▶ [Task details] Go through the records below and return each line that has "CacheWarning" in it.

======== Records provided ========

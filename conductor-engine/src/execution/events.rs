// Run Events
// Progress reporting for pipeline runs

use crate::execution::instance::{InstanceState, StepOutcome};

use std::time::Duration;
use tokio::sync::mpsc;

/// Sender for run progress events
pub type ProgressSender = mpsc::UnboundedSender<RunEvent>;

/// Receiver for run progress events
pub type ProgressReceiver = mpsc::UnboundedReceiver<RunEvent>;

/// Create a new progress channel
pub fn progress_channel() -> (ProgressSender, ProgressReceiver) {
    mpsc::unbounded_channel()
}

/// Events emitted during a pipeline run.
#[derive(Debug, Clone)]
pub enum RunEvent {
    /// Run started
    RunStarted {
        pipeline: String,
        total_instances: usize,
    },

    /// Run completed
    RunCompleted {
        pipeline: String,
        success: bool,
        duration: Duration,
    },

    /// A job instance was dispatched to a worker
    JobStarted {
        job: String,
        axis: String,
        total_steps: usize,
    },

    /// A job instance reached a terminal state after running
    JobCompleted {
        job: String,
        axis: String,
        state: InstanceState,
        duration: Duration,
    },

    /// A job instance will never run
    JobSkipped {
        job: String,
        axis: String,
        reason: String,
    },

    /// A step began executing
    StepStarted {
        job: String,
        axis: String,
        label: String,
        index: usize,
    },

    /// A step finished (or was satisfied from the cache)
    StepCompleted {
        job: String,
        axis: String,
        label: String,
        index: usize,
        outcome: StepOutcome,
        cache_hit: bool,
        exit_code: Option<i32>,
        duration: Duration,
    },

    /// The cache refused a key (content mismatch); the key is bypassed
    CacheWarning { key: String, message: String },
}

impl RunEvent {
    pub fn run_started(pipeline: impl Into<String>, total_instances: usize) -> Self {
        Self::RunStarted {
            pipeline: pipeline.into(),
            total_instances,
        }
    }

    pub fn run_completed(pipeline: impl Into<String>, success: bool, duration: Duration) -> Self {
        Self::RunCompleted {
            pipeline: pipeline.into(),
            success,
            duration,
        }
    }

    pub fn job_started(job: impl Into<String>, axis: impl Into<String>, total_steps: usize) -> Self {
        Self::JobStarted {
            job: job.into(),
            axis: axis.into(),
            total_steps,
        }
    }

    pub fn job_completed(
        job: impl Into<String>,
        axis: impl Into<String>,
        state: InstanceState,
        duration: Duration,
    ) -> Self {
        Self::JobCompleted {
            job: job.into(),
            axis: axis.into(),
            state,
            duration,
        }
    }

    pub fn job_skipped(
        job: impl Into<String>,
        axis: impl Into<String>,
        reason: impl Into<String>,
    ) -> Self {
        Self::JobSkipped {
            job: job.into(),
            axis: axis.into(),
            reason: reason.into(),
        }
    }

    pub fn cache_warning(key: impl Into<String>, message: impl Into<String>) -> Self {
        Self::CacheWarning {
            key: key.into(),
            message: message.into(),
        }
    }
}

/// Helper trait for sending events, ignoring errors (fire-and-forget)
pub trait EventSender {
    fn send_event(&self, event: RunEvent);
}

impl EventSender for ProgressSender {
    fn send_event(&self, event: RunEvent) {
        let _ = self.send(event);
    }
}

impl EventSender for Option<ProgressSender> {
    fn send_event(&self, event: RunEvent) {
        if let Some(sender) = self {
            let _ = sender.send(event);
        }
    }
}

#[cfg(test)]
mod tests {
    use super::*;

    #[tokio::test]
    async fn test_progress_channel_delivers_in_order() {
        let (tx, mut rx) = progress_channel();

        tx.send_event(RunEvent::run_started("ci", 4));
        tx.send_event(RunEvent::job_started("test", "toolchain=stable", 2));

        assert!(matches!(
            rx.recv().await.unwrap(),
            RunEvent::RunStarted { total_instances: 4, .. }
        ));
        assert!(matches!(rx.recv().await.unwrap(), RunEvent::JobStarted { .. }));
    }

    #[test]
    fn test_optional_sender_is_a_no_op() {
        let sender: Option<ProgressSender> = None;
        sender.send_event(RunEvent::cache_warning("key", "mismatch"));
    }
}
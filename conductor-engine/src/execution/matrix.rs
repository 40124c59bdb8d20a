// Matrix Expansion
// Fans a job template out into one instance per point of its axis product

use crate::error::ConfigError;
use crate::execution::instance::{
    AxisAssignment, InstanceState, JobInstance, ResolvedStep,
};
use crate::pipeline::models::JobTemplate;

use std::collections::HashMap;
use std::time::Duration;

/// Matrix expander for job templates.
pub struct MatrixExpander;

impl MatrixExpander {
    /// Expand a template into concrete instances, one per point of the
    /// Cartesian product of its axes. A template without axes yields
    /// exactly one instance with an empty assignment.
    ///
    /// Instance ids are assigned from `next_id` upward in expansion order,
    /// which is deterministic: axes iterate sorted by name, values in
    /// declared order.
    pub fn expand(
        template: &JobTemplate,
        pipeline_env: &HashMap<String, String>,
        next_id: usize,
    ) -> Result<Vec<JobInstance>, ConfigError> {
        for (axis, values) in &template.matrix {
            if values.is_empty() {
                return Err(ConfigError::EmptyAxis {
                    job: template.job.clone(),
                    axis: axis.clone(),
                });
            }
        }

        let points = Self::cartesian(template);
        let mut instances = Vec::with_capacity(points.len());

        for (offset, axis) in points.into_iter().enumerate() {
            let steps = template
                .steps
                .iter()
                .map(|step| {
                    Ok(ResolvedStep {
                        label: step.display_label().to_string(),
                        command: substitute(&step.run, &axis, template, step.display_label())?,
                        continue_on_error: step.continue_on_error,
                        cache_key: step
                            .cache_key
                            .as_deref()
                            .map(|key| substitute(key, &axis, template, step.display_label()))
                            .transpose()?,
                        cache_inputs: step.cache_inputs.clone(),
                        timeout: step.timeout(),
                        env: step.env.clone(),
                    })
                })
                .collect::<Result<Vec<_>, ConfigError>>()?;

            let mut env = pipeline_env.clone();
            env.extend(template.env.clone());

            instances.push(JobInstance {
                id: next_id + offset,
                template: template.job.clone(),
                display_name: template.display_name.clone(),
                axis,
                steps,
                informational: template.continue_on_error,
                kind: template.kind,
                env,
                state: InstanceState::Pending,
                skip_cause: None,
                step_results: Vec::new(),
                duration: Duration::ZERO,
                coverage: None,
            });
        }

        Ok(instances)
    }

    /// The Cartesian product of the template's axes, in deterministic
    /// order. No axes yields a single empty assignment.
    fn cartesian(template: &JobTemplate) -> Vec<AxisAssignment> {
        let mut points = vec![AxisAssignment::new()];

        for (axis, values) in &template.matrix {
            let mut next = Vec::with_capacity(points.len() * values.len());
            for point in &points {
                for value in values {
                    let mut extended = point.clone();
                    extended.insert(axis.clone(), value.clone());
                    next.push(extended);
                }
            }
            points = next;
        }

        points
    }
}

/// Names referenced as `{{name}}` placeholders in a command or cache key
/// template.
pub fn placeholder_names(text: &str) -> Vec<String> {
    let mut names = Vec::new();
    let mut rest = text;

    while let Some(start) = rest.find("{{") {
        rest = &rest[start + 2..];
        if let Some(end) = rest.find("}}") {
            let name = rest[..end].trim();
            if !name.is_empty() {
                names.push(name.to_string());
            }
            rest = &rest[end + 2..];
        } else {
            break;
        }
    }

    names
}

/// Substitute `{{axis}}` placeholders with the values bound at one matrix
/// point. A reference to an axis the template does not declare is a
/// configuration error (also caught by the parser, so expansion can only
/// hit this for templates built programmatically).
fn substitute(
    text: &str,
    axis: &AxisAssignment,
    template: &JobTemplate,
    step_label: &str,
) -> Result<String, ConfigError> {
    let mut out = String::with_capacity(text.len());
    let mut rest = text;

    while let Some(start) = rest.find("{{") {
        out.push_str(&rest[..start]);
        let after = &rest[start + 2..];
        match after.find("}}") {
            Some(end) => {
                let name = after[..end].trim();
                if name.is_empty() {
                    // `{{}}` carries no reference; leave it as written
                    out.push_str(&rest[start..start + 2 + end + 2]);
                } else {
                    match axis.get(name) {
                        Some(value) => out.push_str(value),
                        None => {
                            return Err(ConfigError::UndefinedAxis {
                                job: template.job.clone(),
                                step: step_label.to_string(),
                                axis: name.to_string(),
                            });
                        }
                    }
                }
                rest = &after[end + 2..];
            }
            None => {
                // Unterminated braces are passed through verbatim
                out.push_str(&rest[start..]);
                rest = "";
            }
        }
    }

    out.push_str(rest);
    Ok(out)
}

========

▶ [Response]
    CacheWarning { key: String, message: String },
        Self::CacheWarning {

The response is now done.